-- GOAL OF THE EXERCISE --
Each record below needs to be retyped exactly.
[DATA SUPPLIED — start]
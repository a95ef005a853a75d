// 🇧🇷 Locale formatting - pt-BR strings handed to the export sink
// Currency uses "." for thousands and "," for decimals; dates are dd/mm/yyyy.

use chrono::NaiveDateTime;

pub const BR_DATE_FORMAT: &str = "%d/%m/%Y";

/// 1234.5 → "R$ 1.234,50"; negatives keep the sign after the symbol
pub fn format_brl(value: f64) -> String {
    let cents = (value.abs() * 100.0).round() as u64;
    let units = group_thousands(cents / 100);
    let sign = if value < 0.0 && cents > 0 { "-" } else { "" };
    format!("R$ {sign}{units},{:02}", cents % 100)
}

fn group_thousands(mut n: u64) -> String {
    let mut groups = Vec::new();
    loop {
        let group = n % 1000;
        n /= 1000;
        if n == 0 {
            groups.push(group.to_string());
            break;
        }
        groups.push(format!("{group:03}"));
    }
    groups.reverse();
    groups.join(".")
}

pub fn format_date_br(date: &NaiveDateTime) -> String {
    date.format(BR_DATE_FORMAT).to_string()
}

/// Empty string for a missing date
pub fn format_optional_date(date: Option<&NaiveDateTime>) -> String {
    date.map(format_date_br).unwrap_or_default()
}

/// Whole quantities print without decimals ("12"), fractional ones with a
/// decimal comma ("1,5")
pub fn format_quantity(value: f64) -> String {
    if value.fract() == 0.0 {
        format!("{}", value as i64)
    } else {
        value.to_string().replace('.', ",")
    }
}

#[cfg(test)]
mod tests {
    use super::*;
    use chrono::NaiveDate;

    #[test]
    fn test_format_brl() {
        assert_eq!(format_brl(0.0), "R$ 0,00");
        assert_eq!(format_brl(5.5), "R$ 5,50");
        assert_eq!(format_brl(1234.56), "R$ 1.234,56");
        assert_eq!(format_brl(1_000_000.0), "R$ 1.000.000,00");
        assert_eq!(format_brl(999.999), "R$ 1.000,00");
        assert_eq!(format_brl(-1234.56), "R$ -1.234,56");
        assert_eq!(format_brl(-0.001), "R$ 0,00");
    }

    #[test]
    fn test_format_date_br() {
        let date = NaiveDate::from_ymd_opt(2024, 3, 5)
            .unwrap()
            .and_hms_opt(14, 30, 0)
            .unwrap();
        assert_eq!(format_date_br(&date), "05/03/2024");
        assert_eq!(format_optional_date(Some(&date)), "05/03/2024");
        assert_eq!(format_optional_date(None), "");
    }

    #[test]
    fn test_format_quantity() {
        assert_eq!(format_quantity(12.0), "12");
        assert_eq!(format_quantity(1.5), "1,5");
        assert_eq!(format_quantity(0.0), "0");
    }
}
// 🔁 Continuidade - hemodialysis APACs still valid after the period

use super::{Report, ReportKind, ReportParams};
use crate::db::TableStore;
use crate::entities::LaudoApac;
use crate::error::ReportError;
use crate::format::format_optional_date;
use crate::presentation::{Cell, PresentationTable, Summary};
use crate::reconciliation::load;
use crate::schema::Dataset;
use chrono::NaiveDateTime;
use serde::Serialize;

const REQUIRED: &[Dataset] = &[Dataset::LaudosApac];

/// Where "after the period" starts
#[derive(Debug, Clone, Copy, Default, PartialEq, Eq, Serialize)]
pub enum ContinuityCutoff {
    /// Final date strictly after the last day of the month at 00:00, so an
    /// APAC ending later that same day still counts
    #[default]
    LastDayOfMonth,
    /// Final date on or after the first day of the next month
    PeriodEnd,
}

pub struct ContinuityReport {
    params: ReportParams,
    cutoff: ContinuityCutoff,
}

impl ContinuityReport {
    pub fn new(params: ReportParams) -> Self {
        Self::with_cutoff(params, ContinuityCutoff::default())
    }

    pub fn with_cutoff(params: ReportParams, cutoff: ContinuityCutoff) -> Self {
        ContinuityReport { params, cutoff }
    }

    fn continues(&self, final_date: &NaiveDateTime) -> bool {
        let period = &self.params.period;
        let boundary = match self.cutoff {
            ContinuityCutoff::LastDayOfMonth => period.last_day(),
            ContinuityCutoff::PeriodEnd => period.first_day_of_next_month(),
        };
        let Some(midnight) = boundary.and_hms_opt(0, 0, 0) else {
            return false;
        };

        match self.cutoff {
            ContinuityCutoff::LastDayOfMonth => *final_date > midnight,
            ContinuityCutoff::PeriodEnd => *final_date >= midnight,
        }
    }
}

impl Report for ContinuityReport {
    type Row = LaudoApac;

    fn kind(&self) -> ReportKind {
        ReportKind::Continuidade
    }

    fn title(&self) -> String {
        format!(
            "Continuidade - {} - {}",
            self.params.clinic_label(),
            self.params.period.label()
        )
    }

    fn sheet_name(&self) -> &'static str {
        "Continuidade"
    }

    fn required_datasets(&self) -> &'static [Dataset] {
        REQUIRED
    }

    fn clinic(&self) -> Option<&str> {
        self.params.clinic.as_deref()
    }

    fn get_data(&self, store: &TableStore) -> Result<Vec<LaudoApac>, ReportError> {
        let mut rows: Vec<LaudoApac> = load(store, Dataset::LaudosApac, LaudoApac::from_record)?
            .into_iter()
            .filter(|a| a.is_hemodialysis())
            .filter(|a| a.final_date.as_ref().is_some_and(|d| self.continues(d)))
            .collect();
        rows.sort_by(|a, b| a.name.cmp(&b.name));
        Ok(rows)
    }

    fn summarize(&self, rows: &[LaudoApac]) -> Summary {
        Summary::new().int("Total de Pacientes em Continuidade", rows.len() as i64)
    }

    fn to_table(&self, rows: &[LaudoApac]) -> PresentationTable {
        let mut table = PresentationTable::new(&["Nome", "Nº APAC", "Final"]);
        for apac in rows {
            table.push_row(vec![
                Cell::text(&apac.name),
                Cell::text(&apac.apac_number),
                Cell::text(format_optional_date(apac.final_date.as_ref())),
            ]);
        }
        table
    }
}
[DATA SUPPLIED — finish]
-- TASK RESULT --
repository a95ef005a853a75d
// 🇧🇷 Locale formatting - pt-BR strings handed to the export sink
// Currency uses "." for thousands and "," for decimals; dates are dd/mm/yyyy.

use chrono::NaiveDateTime;

pub const BR_DATE_FORMAT: &str = "%d/%m/%Y";

/// 1234.5 → "R$ 1.234,50"; negatives keep the sign after the symbol
pub fn format_brl(value: f64) -> String {
    let cents = (value.abs() * 100.0).round() as u64;
    let units = group_thousands(cents / 100);
    let sign = if value < 0.0 && cents > 0 { "-" } else { "" };
    format!("R$ {sign}{units},{:02}", cents % 100)
}

fn group_thousands(mut n: u64) -> String {
    let mut groups = Vec::new();
    loop {
        let group = n % 1000;
        n /= 1000;
        if n == 0 {
            groups.push(group.to_string());
            break;
        }
        groups.push(format!("{group:03}"));
    }
    groups.reverse();
    groups.join(".")
}

pub fn format_date_br(date: &NaiveDateTime) -> String {
    date.format(BR_DATE_FORMAT).to_string()
}

/// Empty string for a missing date
pub fn format_optional_date(date: Option<&NaiveDateTime>) -> String {
    date.map(format_date_br).unwrap_or_default()
}

/// Whole quantities print without decimals ("12"), fractional ones with a
/// decimal comma ("1,5")
pub fn format_quantity(value: f64) -> String {
    if value.fract() == 0.0 {
        format!("{}", value as i64)
    } else {
        value.to_string().replace('.', ",")
    }
}

#[cfg(test)]
mod tests {
    use super::*;
    use chrono::NaiveDate;

    #[test]
    fn test_format_brl() {
        assert_eq!(format_brl(0.0), "R$ 0,00");
        assert_eq!(format_brl(5.5), "R$ 5,50");
        assert_eq!(format_brl(1234.56), "R$ 1.234,56");
        assert_eq!(format_brl(1_000_000.0), "R$ 1.000.000,00");
        assert_eq!(format_brl(999.999), "R$ 1.000,00");
        assert_eq!(format_brl(-1234.56), "R$ -1.234,56");
        assert_eq!(format_brl(-0.001), "R$ 0,00");
    }

    #[test]
    fn test_format_date_br() {
        let date = NaiveDate::from_ymd_opt(2024, 3, 5)
            .unwrap()
            .and_hms_opt(14, 30, 0)
            .unwrap();
        assert_eq!(format_date_br(&date), "05/03/2024");
        assert_eq!(format_optional_date(Some(&date)), "05/03/2024");
        assert_eq!(format_optional_date(None), "");
    }

    #[test]
    fn test_format_quantity() {
        assert_eq!(format_quantity(12.0), "12");
        assert_eq!(format_quantity(1.5), "1,5");
        assert_eq!(format_quantity(0.0), "0");
    }
}
// 🔁 Continuidade - hemodialysis APACs still valid after the period

use super::{Report, ReportKind, ReportParams};
use crate::db::TableStore;
use crate::entities::LaudoApac;
use crate::error::ReportError;
use crate::format::format_optional_date;
use crate::presentation::{Cell, PresentationTable, Summary};
use crate::reconciliation::load;
use crate::schema::Dataset;
use chrono::NaiveDateTime;
use serde::Serialize;

const REQUIRED: &[Dataset] = &[Dataset::LaudosApac];

/// Where "after the period" starts
#[derive(Debug, Clone, Copy, Default, PartialEq, Eq, Serialize)]
pub enum ContinuityCutoff {
    /// Final date strictly after the last day of the month at 00:00, so an
    /// APAC ending later that same day still counts
    #[default]
    LastDayOfMonth,
    /// Final date on or after the first day of the next month
    PeriodEnd,
}

pub struct ContinuityReport {
    params: ReportParams,
    cutoff: ContinuityCutoff,
}

impl ContinuityReport {
    pub fn new(params: ReportParams) -> Self {
        Self::with_cutoff(params, ContinuityCutoff::default())
    }

    pub fn with_cutoff(params: ReportParams, cutoff: ContinuityCutoff) -> Self {
        ContinuityReport { params, cutoff }
    }

    fn continues(&self, final_date: &NaiveDateTime) -> bool {
        let period = &self.params.period;
        let boundary = match self.cutoff {
            ContinuityCutoff::LastDayOfMonth => period.last_day(),
            ContinuityCutoff::PeriodEnd => period.first_day_of_next_month(),
        };
        let Some(midnight) = boundary.and_hms_opt(0, 0, 0) else {
            return false;
        };

        match self.cutoff {
            ContinuityCutoff::LastDayOfMonth => *final_date > midnight,
            ContinuityCutoff::PeriodEnd => *final_date >= midnight,
        }
    }
}

impl Report for ContinuityReport {
    type Row = LaudoApac;

    fn kind(&self) -> ReportKind {
        ReportKind::Continuidade
    }

    fn title(&self) -> String {
        format!(
            "Continuidade - {} - {}",
            self.params.clinic_label(),
            self.params.period.label()
        )
    }

    fn sheet_name(&self) -> &'static str {
        "Continuidade"
    }

    fn required_datasets(&self) -> &'static [Dataset] {
        REQUIRED
    }

    fn clinic(&self) -> Option<&str> {
        self.params.clinic.as_deref()
    }

    fn get_data(&self, store: &TableStore) -> Result<Vec<LaudoApac>, ReportError> {
        let mut rows: Vec<LaudoApac> = load(store, Dataset::LaudosApac, LaudoApac::from_record)?
            .into_iter()
            .filter(|a| a.is_hemodialysis())
            .filter(|a| a.final_date.as_ref().is_some_and(|d| self.continues(d)))
            .collect();
        rows.sort_by(|a, b| a.name.cmp(&b.name));
        Ok(rows)
    }

    fn summarize(&self, rows: &[LaudoApac]) -> Summary {
        Summary::new().int("Total de Pacientes em Continuidade", rows.len() as i64)
    }

    fn to_table(&self, rows: &[LaudoApac]) -> PresentationTable {
        let mut table = PresentationTable::new(&["Nome", "Nº APAC", "Final"]);
        for apac in rows {
            table.push_row(vec![
                Cell::text(&apac.name),
                Cell::text(&apac.apac_number),
                Cell::text(format_optional_date(apac.final_date.as_ref())),
            ]);
        }
        table
    }
}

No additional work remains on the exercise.